Limited Time for Direct Care of Students
Counseling or working with students who have mental health problems is clearly not the only thing that school mental health professionals do. Most school professionals actually spend much of their time doing other things. A majority of professionals (76%) spend less than half of their work week counseling or working with students who have mental health problems, and nearly half (47%) do this for less than 10 hours a week. A small minority (9%) spends more than 30 hours per week on this activity. Not only do school professionals divide their time between a multitude of tasks, some also work in more than one school. Although a solid majority of professionals (69%) spend all their time in one school, 31% said they work in more than one school. Among psychologists, a solid majority (62%) reported that they work in more than one school.
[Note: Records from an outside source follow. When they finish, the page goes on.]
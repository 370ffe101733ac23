//! xiaotu-core — Phonetic tables, coverage checking and annotation formatting.
//!
//! No async runtime, no network. Persistence goes through the
//! [`storage::KeyValueStorage`] seam so callers choose where state lives.

pub mod autogen;
pub mod coverage;
mod data;
pub mod format;
pub mod overrides;
pub mod settings;
pub mod storage;
pub mod story;
pub mod tables;
pub mod types;
pub mod voices;
//! ElevenLabs client. Forwards synthesis and voice-list calls upstream.
//!
//! ```text
//! reader → POST /api/elevenlabs/text-to-speech/{voice}
//!        → TtsClient::synthesize → POST {api_base}/text-to-speech/{voice}
//!        ← audio/mpeg bytes (streamed, capped)
//! ```
//!
//! One attempt per call: no retry, 30 s budget by default. Failures keep the
//! upstream status so the reader can tell a bad key from a rate limit.

use std::time::{Duration, Instant};

use futures_util::StreamExt;
use reqwest::StatusCode;
use thiserror::Error;
use tracing::{debug, error, info, warn};

use xiaotu_core::types::{ProxyConfig, SpeechRequest, VoiceSettings};

/// Audio smaller than this is almost certainly not a real clip.
const SUSPICIOUS_AUDIO_BYTES: usize = 100;

#[derive(Debug, Error)]
pub enum TtsError {
    #[error("ELEVENLABS_API_KEY is not configured")]
    MissingApiKey,

    #[error("{0}")]
    InvalidRequest(String),

    #[error("request timeout - please try again")]
    Timeout,

    #[error("{}", upstream_message(*status))]
    Upstream { status: u16, body: String },

    #[error("empty audio data received from ElevenLabs API")]
    EmptyAudio,

    #[error("audio exceeds {limit} bytes")]
    AudioTooLarge { limit: usize },

    #[error("failed to reach ElevenLabs: {0}")]
    Network(String),
}

impl TtsError {
    /// HTTP status the proxy answers with.
    pub fn status_code(&self) -> u16 {
        match self {
            TtsError::MissingApiKey => 500,
            TtsError::InvalidRequest(_) => 400,
            TtsError::Timeout => 408,
            TtsError::Upstream { status, .. } => *status,
            TtsError::EmptyAudio => 500,
            TtsError::AudioTooLarge { .. } => 502,
            TtsError::Network(_) => 500,
        }
    }

    /// Stable machine-readable error code.
    pub fn code(&self) -> &'static str {
        match self {
            TtsError::MissingApiKey => "MISSING_API_KEY",
            TtsError::InvalidRequest(_) => "INVALID_REQUEST",
            TtsError::Timeout => "TIMEOUT",
            TtsError::Upstream { .. } => "ELEVENLABS_API_ERROR",
            TtsError::EmptyAudio => "EMPTY_AUDIO",
            TtsError::AudioTooLarge { .. } => "AUDIO_TOO_LARGE",
            TtsError::Network(_) => "NETWORK_ERROR",
        }
    }

    fn from_reqwest(e: reqwest::Error) -> Self {
        if e.is_timeout() {
            TtsError::Timeout
        } else {
            TtsError::Network(e.to_string())
        }
    }
}

fn upstream_message(status: u16) -> String {
    match status {
        401 => "Invalid API key - please check your ElevenLabs API key configuration".into(),
        403 => "Access forbidden - please check your ElevenLabs API key permissions".into(),
        422 => "Invalid request parameters - please check your text and voice settings".into(),
        429 => "Rate limit exceeded - please try again later".into(),
        500 | 502 | 503 | 504 => {
            "ElevenLabs service temporarily unavailable - please try again later".into()
        }
        other => format!("ElevenLabs API error: {other}"),
    }
}

/// Cloneable handle to the upstream voice API.
#[derive(Clone)]
pub struct TtsClient {
    http: reqwest::Client,
    config: ProxyConfig,
}

impl TtsClient {
    pub fn new(config: ProxyConfig) -> Result<Self, TtsError> {
        let http = reqwest::Client::builder()
            .timeout(Duration::from_secs(config.request_timeout_secs))
            .build()
            .map_err(|e| TtsError::Network(format!("failed to build http client: {e}")))?;
        Ok(Self { http, config })
    }

    pub fn api_key_configured(&self) -> bool {
        self.config.api_key.as_deref().is_some_and(|k| !k.is_empty())
    }

    fn api_key(&self) -> Result<&str, TtsError> {
        match self.config.api_key.as_deref() {
            Some(key) if !key.is_empty() => Ok(key),
            _ => Err(TtsError::MissingApiKey),
        }
    }

    /// Synthesize `req.text` with `voice_id`. Returns MP3 bytes.
    pub async fn synthesize(&self, voice_id: &str, req: SpeechRequest) -> Result<Vec<u8>, TtsError> {
        if voice_id.trim().is_empty() || req.text.trim().is_empty() {
            return Err(TtsError::InvalidRequest(
                "Voice ID and text are required".into(),
            ));
        }
        let api_key = self.api_key()?;

        let body = SpeechRequest {
            text: req.text,
            model_id: Some(req.model_id.unwrap_or_else(|| self.config.model_id.clone())),
            voice_settings: Some(req.voice_settings.unwrap_or_default()),
        };
        let url = format!("{}/text-to-speech/{voice_id}", self.config.api_base);
        debug!(
            "tts: POST {url} ({} chars, model {:?})",
            body.text.chars().count(),
            body.model_id
        );

        let t0 = Instant::now();
        let resp = self
            .http
            .post(&url)
            .header("Accept", "audio/mpeg")
            .header("xi-api-key", api_key)
            .json(&body)
            .send()
            .await
            .map_err(TtsError::from_reqwest)?;

        let resp = check_status(resp).await?;
        let audio = read_capped(resp, self.config.max_audio_bytes).await?;

        if audio.is_empty() {
            error!("tts: empty audio from upstream");
            return Err(TtsError::EmptyAudio);
        }
        if audio.len() < SUSPICIOUS_AUDIO_BYTES {
            warn!("tts: suspiciously small audio ({} bytes)", audio.len());
        }
        info!("tts: {} bytes in {:?}", audio.len(), t0.elapsed());
        Ok(audio)
    }

    /// Fetch the provider's voice list as raw JSON.
    pub async fn list_voices(&self) -> Result<serde_json::Value, TtsError> {
        let api_key = self.api_key()?;
        let url = format!("{}/voices", self.config.api_base);
        debug!("tts: GET {url}");

        let resp = self
            .http
            .get(&url)
            .timeout(Duration::from_secs(self.config.voices_timeout_secs))
            .header("Accept", "application/json")
            .header("xi-api-key", api_key)
            .send()
            .await
            .map_err(TtsError::from_reqwest)?;

        let resp = check_status(resp).await?;
        let voices: serde_json::Value = resp.json().await.map_err(TtsError::from_reqwest)?;
        info!(
            "tts: fetched {} voices",
            voices["voices"].as_array().map_or(0, Vec::len)
        );
        Ok(voices)
    }
}

/// Turn a non-success response into [`TtsError::Upstream`], keeping the body
/// for diagnostics.
async fn check_status(resp: reqwest::Response) -> Result<reqwest::Response, TtsError> {
    let status = resp.status();
    if status.is_success() {
        return Ok(resp);
    }
    let body = resp.text().await.unwrap_or_default();
    error!("tts: upstream returned {status}: {body}");
    Err(TtsError::Upstream {
        status: status.as_u16(),
        body,
    })
}

/// Read the body, refusing anything beyond `limit` bytes.
async fn read_capped(resp: reqwest::Response, limit: usize) -> Result<Vec<u8>, TtsError> {
    if resp.content_length().is_some_and(|len| len as usize > limit) {
        return Err(TtsError::AudioTooLarge { limit });
    }
    let mut audio = Vec::new();
    let mut stream = resp.bytes_stream();
    while let Some(chunk) = stream.next().await {
        let chunk = chunk.map_err(TtsError::from_reqwest)?;
        if audio.len() + chunk.len() > limit {
            return Err(TtsError::AudioTooLarge { limit });
        }
        audio.extend_from_slice(&chunk);
    }
    Ok(audio)
}

/// Voice settings with the reader's pitch and speed folded in.
pub fn voice_settings_with(pitch: f32, speed: f32) -> VoiceSettings {
    VoiceSettings {
        pitch: Some(pitch),
        speed: Some(speed),
        ..Default::default()
    }
}

/// Whether an upstream status means "try again later" rather than "fix the request".
pub fn is_transient(status: u16) -> bool {
    StatusCode::from_u16(status)
        .map(|s| s == StatusCode::TOO_MANY_REQUESTS || s.is_server_error())
        .unwrap_or(false)
}

#[cfg(test)]
mod tests {
    use super::*;

    use std::sync::{Arc, Mutex};

    use axum::extract::{Path, State};
    use axum::http::{HeaderMap, StatusCode as AxumStatus};
    use axum::response::IntoResponse;
    use axum::routing::{get, post};
    use axum::{Json, Router};

    type Seen = Arc<Mutex<Vec<(String, Option<String>, serde_json::Value)>>>;

    /// Spawn a stand-in upstream on an ephemeral port.
    async fn mock_upstream(router: Router) -> String {
        let listener = tokio::net::TcpListener::bind("127.0.0.1:0").await.unwrap();
        let addr = listener.local_addr().unwrap();
        tokio::spawn(async move {
            axum::serve(listener, router).await.unwrap();
        });
        format!("http://{addr}")
    }

    fn client(api_base: String, api_key: Option<&str>) -> TtsClient {
        TtsClient::new(ProxyConfig {
            api_base,
            api_key: api_key.map(str::to_string),
            request_timeout_secs: 2,
            ..Default::default()
        })
        .unwrap()
    }

    fn echo_router(seen: Seen) -> Router {
        Router::new()
            .route(
                "/text-to-speech/{voice}",
                post(
                    |State(seen): State<Seen>,
                     Path(voice): Path<String>,
                     headers: HeaderMap,
                     Json(body): Json<serde_json::Value>| async move {
                        let key = headers
                            .get("xi-api-key")
                            .and_then(|v| v.to_str().ok())
                            .map(str::to_string);
                        seen.lock().unwrap().push((voice, key, body));
                        ([("content-type", "audio/mpeg")], vec![0xffu8; 512])
                    },
                ),
            )
            .with_state(seen)
    }

    #[tokio::test]
    async fn synthesize_forwards_defaults() {
        let seen: Seen = Arc::default();
        let base = mock_upstream(echo_router(seen.clone())).await;
        let audio = client(base, Some("k-123"))
            .synthesize("voice-1", SpeechRequest::new("小兔子"))
            .await
            .unwrap();
        assert_eq!(audio.len(), 512);

        let seen = seen.lock().unwrap();
        let (voice, key, body) = &seen[0];
        assert_eq!(voice, "voice-1");
        assert_eq!(key.as_deref(), Some("k-123"));
        assert_eq!(body["text"], "小兔子");
        assert_eq!(body["model_id"], "eleven_multilingual_v2");
        assert_eq!(body["voice_settings"]["similarity_boost"], 0.75);
    }

    #[tokio::test]
    async fn synthesize_keeps_caller_settings() {
        let seen: Seen = Arc::default();
        let base = mock_upstream(echo_router(seen.clone())).await;
        let req = SpeechRequest {
            text: "你好".into(),
            model_id: Some("eleven_turbo".into()),
            voice_settings: Some(voice_settings_with(1.2, 0.9)),
        };
        client(base, Some("k")).synthesize("v", req).await.unwrap();
        let body = &seen.lock().unwrap()[0].2;
        assert_eq!(body["model_id"], "eleven_turbo");
        assert!((body["voice_settings"]["pitch"].as_f64().unwrap() - 1.2).abs() < 1e-6);
    }

    #[tokio::test]
    async fn missing_key_fails_before_network() {
        let err = client("http://127.0.0.1:9".into(), None)
            .synthesize("v", SpeechRequest::new("你好"))
            .await
            .unwrap_err();
        assert!(matches!(err, TtsError::MissingApiKey));
        assert_eq!(err.status_code(), 500);
    }

    #[tokio::test]
    async fn blank_text_is_invalid() {
        let err = client("http://127.0.0.1:9".into(), Some("k"))
            .synthesize("v", SpeechRequest::new("  "))
            .await
            .unwrap_err();
        assert_eq!(err.status_code(), 400);
        assert_eq!(err.code(), "INVALID_REQUEST");
    }

    #[tokio::test]
    async fn upstream_status_is_preserved() {
        let router = Router::new().route(
            "/text-to-speech/{voice}",
            post(|| async { (AxumStatus::TOO_MANY_REQUESTS, "slow down").into_response() }),
        );
        let base = mock_upstream(router).await;
        let err = client(base, Some("k"))
            .synthesize("v", SpeechRequest::new("你好"))
            .await
            .unwrap_err();
        assert_eq!(err.status_code(), 429);
        assert_eq!(err.code(), "ELEVENLABS_API_ERROR");
        assert_eq!(err.to_string(), "Rate limit exceeded - please try again later");
        match err {
            TtsError::Upstream { body, .. } => assert_eq!(body, "slow down"),
            other => panic!("unexpected error {other:?}"),
        }
    }

    #[tokio::test]
    async fn empty_audio_is_an_error() {
        let router = Router::new().route(
            "/text-to-speech/{voice}",
            post(|| async { ([("content-type", "audio/mpeg")], Vec::<u8>::new()) }),
        );
        let base = mock_upstream(router).await;
        let err = client(base, Some("k"))
            .synthesize("v", SpeechRequest::new("你好"))
            .await
            .unwrap_err();
        assert!(matches!(err, TtsError::EmptyAudio));
    }

    #[tokio::test]
    async fn oversized_audio_is_refused() {
        let base = mock_upstream(echo_router(Arc::default())).await;
        let client = TtsClient::new(ProxyConfig {
            api_base: base,
            api_key: Some("k".into()),
            max_audio_bytes: 100,
            ..Default::default()
        })
        .unwrap();
        let err = client
            .synthesize("v", SpeechRequest::new("你好"))
            .await
            .unwrap_err();
        assert!(matches!(err, TtsError::AudioTooLarge { limit: 100 }));
    }

    #[tokio::test]
    async fn slow_upstream_times_out() {
        let router = Router::new().route(
            "/text-to-speech/{voice}",
            post(|| async {
                tokio::time::sleep(Duration::from_secs(5)).await;
                "late"
            }),
        );
        let base = mock_upstream(router).await;
        let client = TtsClient::new(ProxyConfig {
            api_base: base,
            api_key: Some("k".into()),
            request_timeout_secs: 1,
            ..Default::default()
        })
        .unwrap();
        let err = client
            .synthesize("v", SpeechRequest::new("你好"))
            .await
            .unwrap_err();
        assert_eq!(err.status_code(), 408);
        assert_eq!(err.code(), "TIMEOUT");
    }

    #[tokio::test]
    async fn list_voices_passes_json_through() {
        let router = Router::new().route(
            "/voices",
            get(|| async { Json(serde_json::json!({ "voices": [{ "voice_id": "a", "name": "A" }] })) }),
        );
        let base = mock_upstream(router).await;
        let voices = client(base, Some("k")).list_voices().await.unwrap();
        assert_eq!(voices["voices"][0]["voice_id"], "a");
    }

    #[test]
    fn status_messages() {
        assert!(upstream_message(401).starts_with("Invalid API key"));
        assert!(upstream_message(503).contains("temporarily unavailable"));
        assert_eq!(upstream_message(418), "ElevenLabs API error: 418");
    }

    #[test]
    fn transient_statuses() {
        assert!(is_transient(429));
        assert!(is_transient(503));
        assert!(!is_transient(401));
        assert!(!is_transient(422));
    }
}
Spending more time working with students who have mental health issues may sensitize one to the problem. Mental health professionals who spent at least 10 hours a week counseling or
working with students who have mental health issues were considerably more likely to consider depression (73% vs. 52%), anxiety disorders (52% vs. 33%), cutting (31% vs. 18%), and eating disorders (21% vs. 14%) to be a problem in their school to a great or moderate extent than professionals who spent less time with such students (all differences significant at p < .01).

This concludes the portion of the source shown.